-- Aim of the exercise --
Copy every line that contains the string "config" from the entries below.

Stored data entries:
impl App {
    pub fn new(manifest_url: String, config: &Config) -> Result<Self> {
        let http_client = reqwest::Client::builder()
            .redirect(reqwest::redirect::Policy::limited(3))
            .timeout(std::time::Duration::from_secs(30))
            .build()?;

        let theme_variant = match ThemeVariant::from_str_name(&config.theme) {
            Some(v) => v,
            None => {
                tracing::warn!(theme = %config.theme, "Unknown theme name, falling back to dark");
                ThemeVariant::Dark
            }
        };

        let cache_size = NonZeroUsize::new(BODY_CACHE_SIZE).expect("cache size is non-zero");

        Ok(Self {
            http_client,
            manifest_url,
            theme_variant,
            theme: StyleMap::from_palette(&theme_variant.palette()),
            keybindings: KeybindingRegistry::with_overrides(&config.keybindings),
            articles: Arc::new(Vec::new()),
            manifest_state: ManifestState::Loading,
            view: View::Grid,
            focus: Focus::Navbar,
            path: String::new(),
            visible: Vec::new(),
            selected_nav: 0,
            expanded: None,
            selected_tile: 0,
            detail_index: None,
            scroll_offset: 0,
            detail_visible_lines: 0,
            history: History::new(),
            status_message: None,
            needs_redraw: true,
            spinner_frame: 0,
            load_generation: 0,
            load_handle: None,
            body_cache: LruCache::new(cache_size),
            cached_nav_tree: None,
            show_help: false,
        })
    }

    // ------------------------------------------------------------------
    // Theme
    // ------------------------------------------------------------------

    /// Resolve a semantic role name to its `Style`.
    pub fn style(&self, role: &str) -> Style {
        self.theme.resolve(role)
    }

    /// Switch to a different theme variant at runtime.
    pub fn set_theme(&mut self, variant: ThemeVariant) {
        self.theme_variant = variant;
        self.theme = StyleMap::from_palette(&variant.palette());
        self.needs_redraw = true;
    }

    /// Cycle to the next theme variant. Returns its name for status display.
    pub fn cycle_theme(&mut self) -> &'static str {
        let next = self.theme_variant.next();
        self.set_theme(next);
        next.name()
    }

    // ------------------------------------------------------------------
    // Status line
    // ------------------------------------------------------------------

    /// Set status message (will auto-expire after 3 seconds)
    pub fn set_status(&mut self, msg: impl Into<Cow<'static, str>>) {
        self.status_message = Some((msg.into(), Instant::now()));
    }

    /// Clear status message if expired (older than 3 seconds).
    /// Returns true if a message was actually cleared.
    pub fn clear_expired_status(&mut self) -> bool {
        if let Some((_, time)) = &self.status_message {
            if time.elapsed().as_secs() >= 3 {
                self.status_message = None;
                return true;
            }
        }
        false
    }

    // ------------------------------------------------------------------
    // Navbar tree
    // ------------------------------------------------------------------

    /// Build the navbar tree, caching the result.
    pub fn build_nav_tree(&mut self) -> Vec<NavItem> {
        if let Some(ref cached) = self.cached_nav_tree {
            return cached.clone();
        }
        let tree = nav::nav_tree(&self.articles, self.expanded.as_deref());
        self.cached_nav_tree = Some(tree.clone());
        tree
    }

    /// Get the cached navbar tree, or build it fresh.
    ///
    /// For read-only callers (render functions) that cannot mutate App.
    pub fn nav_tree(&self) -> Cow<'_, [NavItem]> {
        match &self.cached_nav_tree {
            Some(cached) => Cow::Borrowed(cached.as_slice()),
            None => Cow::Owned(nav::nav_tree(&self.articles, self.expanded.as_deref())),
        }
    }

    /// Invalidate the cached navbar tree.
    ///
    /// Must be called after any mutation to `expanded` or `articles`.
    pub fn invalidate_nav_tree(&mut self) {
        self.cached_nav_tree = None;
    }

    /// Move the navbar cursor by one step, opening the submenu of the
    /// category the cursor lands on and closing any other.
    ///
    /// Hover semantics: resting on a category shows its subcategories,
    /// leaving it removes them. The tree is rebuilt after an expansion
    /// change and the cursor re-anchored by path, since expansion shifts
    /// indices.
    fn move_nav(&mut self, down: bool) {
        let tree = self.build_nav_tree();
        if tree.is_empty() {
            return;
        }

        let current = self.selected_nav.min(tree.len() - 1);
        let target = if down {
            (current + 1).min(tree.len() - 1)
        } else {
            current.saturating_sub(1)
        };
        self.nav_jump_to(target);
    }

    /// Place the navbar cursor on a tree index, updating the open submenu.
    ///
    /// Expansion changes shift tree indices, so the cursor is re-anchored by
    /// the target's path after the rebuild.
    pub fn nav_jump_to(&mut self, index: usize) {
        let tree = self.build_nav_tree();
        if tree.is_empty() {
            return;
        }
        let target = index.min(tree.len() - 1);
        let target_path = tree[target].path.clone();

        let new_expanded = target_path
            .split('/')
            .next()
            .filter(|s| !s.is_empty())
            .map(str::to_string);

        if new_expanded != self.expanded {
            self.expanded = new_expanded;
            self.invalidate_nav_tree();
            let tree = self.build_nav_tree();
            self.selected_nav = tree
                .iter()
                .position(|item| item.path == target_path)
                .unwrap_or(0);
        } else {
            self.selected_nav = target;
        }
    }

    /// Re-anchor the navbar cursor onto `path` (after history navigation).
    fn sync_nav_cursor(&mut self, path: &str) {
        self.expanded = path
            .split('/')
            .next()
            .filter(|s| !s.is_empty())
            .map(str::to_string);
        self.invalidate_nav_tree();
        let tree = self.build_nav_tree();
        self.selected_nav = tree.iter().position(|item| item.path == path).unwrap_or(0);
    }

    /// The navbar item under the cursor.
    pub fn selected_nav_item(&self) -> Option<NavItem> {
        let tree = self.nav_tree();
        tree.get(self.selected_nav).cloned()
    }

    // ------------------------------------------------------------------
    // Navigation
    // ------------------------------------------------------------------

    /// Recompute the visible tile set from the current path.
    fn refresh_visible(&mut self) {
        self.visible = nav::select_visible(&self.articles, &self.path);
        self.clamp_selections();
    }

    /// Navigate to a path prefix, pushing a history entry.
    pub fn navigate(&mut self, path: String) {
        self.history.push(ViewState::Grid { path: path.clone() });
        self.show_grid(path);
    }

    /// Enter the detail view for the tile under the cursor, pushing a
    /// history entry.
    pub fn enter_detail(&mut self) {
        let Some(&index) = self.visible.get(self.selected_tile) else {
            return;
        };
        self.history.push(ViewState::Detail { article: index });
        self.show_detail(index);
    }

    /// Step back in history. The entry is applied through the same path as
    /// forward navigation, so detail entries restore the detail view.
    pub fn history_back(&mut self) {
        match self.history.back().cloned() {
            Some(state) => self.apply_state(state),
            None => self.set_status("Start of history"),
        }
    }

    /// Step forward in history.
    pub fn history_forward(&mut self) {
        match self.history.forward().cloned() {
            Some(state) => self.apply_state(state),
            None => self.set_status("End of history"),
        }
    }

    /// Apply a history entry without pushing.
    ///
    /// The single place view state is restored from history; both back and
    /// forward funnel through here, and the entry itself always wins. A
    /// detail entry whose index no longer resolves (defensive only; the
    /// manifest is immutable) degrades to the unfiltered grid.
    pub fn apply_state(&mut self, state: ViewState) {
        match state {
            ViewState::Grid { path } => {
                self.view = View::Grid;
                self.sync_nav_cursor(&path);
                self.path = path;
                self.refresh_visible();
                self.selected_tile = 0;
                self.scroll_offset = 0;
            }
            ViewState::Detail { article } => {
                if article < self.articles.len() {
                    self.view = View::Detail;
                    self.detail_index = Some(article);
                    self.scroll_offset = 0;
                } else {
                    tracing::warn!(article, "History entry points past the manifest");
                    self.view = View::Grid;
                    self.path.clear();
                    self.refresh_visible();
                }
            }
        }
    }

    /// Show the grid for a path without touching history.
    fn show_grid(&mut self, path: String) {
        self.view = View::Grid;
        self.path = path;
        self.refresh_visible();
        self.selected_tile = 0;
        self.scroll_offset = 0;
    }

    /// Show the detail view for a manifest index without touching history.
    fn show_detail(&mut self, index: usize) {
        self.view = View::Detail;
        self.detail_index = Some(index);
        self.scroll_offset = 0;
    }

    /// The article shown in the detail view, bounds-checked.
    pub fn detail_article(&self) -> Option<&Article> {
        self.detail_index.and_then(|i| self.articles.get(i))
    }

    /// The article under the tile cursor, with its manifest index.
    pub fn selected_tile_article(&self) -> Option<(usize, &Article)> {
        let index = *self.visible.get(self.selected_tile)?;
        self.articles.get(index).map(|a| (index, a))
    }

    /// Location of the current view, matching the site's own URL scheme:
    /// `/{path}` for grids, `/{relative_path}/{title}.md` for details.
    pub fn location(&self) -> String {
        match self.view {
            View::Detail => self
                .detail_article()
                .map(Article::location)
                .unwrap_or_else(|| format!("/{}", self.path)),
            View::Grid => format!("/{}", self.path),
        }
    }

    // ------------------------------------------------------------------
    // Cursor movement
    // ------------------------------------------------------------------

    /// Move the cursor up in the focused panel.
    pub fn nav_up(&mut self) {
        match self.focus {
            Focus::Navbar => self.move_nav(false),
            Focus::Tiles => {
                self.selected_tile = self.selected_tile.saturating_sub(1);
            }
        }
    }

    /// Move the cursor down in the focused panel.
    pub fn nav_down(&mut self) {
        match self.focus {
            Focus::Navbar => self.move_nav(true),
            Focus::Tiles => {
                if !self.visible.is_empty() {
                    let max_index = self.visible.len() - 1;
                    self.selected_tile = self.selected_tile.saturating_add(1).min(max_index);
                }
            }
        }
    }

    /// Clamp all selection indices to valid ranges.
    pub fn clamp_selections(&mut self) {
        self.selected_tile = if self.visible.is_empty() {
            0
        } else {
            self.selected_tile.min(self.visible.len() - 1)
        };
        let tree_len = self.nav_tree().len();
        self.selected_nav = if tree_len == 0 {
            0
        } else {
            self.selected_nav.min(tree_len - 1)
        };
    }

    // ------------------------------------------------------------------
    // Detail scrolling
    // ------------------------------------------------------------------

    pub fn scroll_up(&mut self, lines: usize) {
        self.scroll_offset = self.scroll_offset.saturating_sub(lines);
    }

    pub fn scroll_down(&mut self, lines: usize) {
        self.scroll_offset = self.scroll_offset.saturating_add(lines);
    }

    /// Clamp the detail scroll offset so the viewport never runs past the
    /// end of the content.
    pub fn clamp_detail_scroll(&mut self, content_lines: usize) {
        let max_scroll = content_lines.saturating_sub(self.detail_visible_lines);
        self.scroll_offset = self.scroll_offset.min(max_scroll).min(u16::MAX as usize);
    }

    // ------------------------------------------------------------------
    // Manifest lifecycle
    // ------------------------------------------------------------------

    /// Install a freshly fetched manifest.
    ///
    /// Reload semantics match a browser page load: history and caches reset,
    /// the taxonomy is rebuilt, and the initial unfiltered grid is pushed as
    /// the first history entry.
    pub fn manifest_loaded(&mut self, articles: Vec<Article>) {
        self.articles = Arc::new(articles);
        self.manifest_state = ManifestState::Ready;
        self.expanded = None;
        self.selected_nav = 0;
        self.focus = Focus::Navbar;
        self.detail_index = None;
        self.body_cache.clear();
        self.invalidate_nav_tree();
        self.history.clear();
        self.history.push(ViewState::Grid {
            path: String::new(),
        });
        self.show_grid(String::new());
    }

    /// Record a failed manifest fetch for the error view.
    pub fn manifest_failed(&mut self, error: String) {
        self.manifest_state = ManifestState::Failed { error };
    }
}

-- Output of the exercise --
    pub fn new(manifest_url: String, config: &Config) -> Result<Self> {
        let theme_variant = match ThemeVariant::from_str_name(&config.theme) {
                tracing::warn!(theme = %config.theme, "Unknown theme name, falling back to dark");
            keybindings: KeybindingRegistry::with_overrides(&config.keybindings),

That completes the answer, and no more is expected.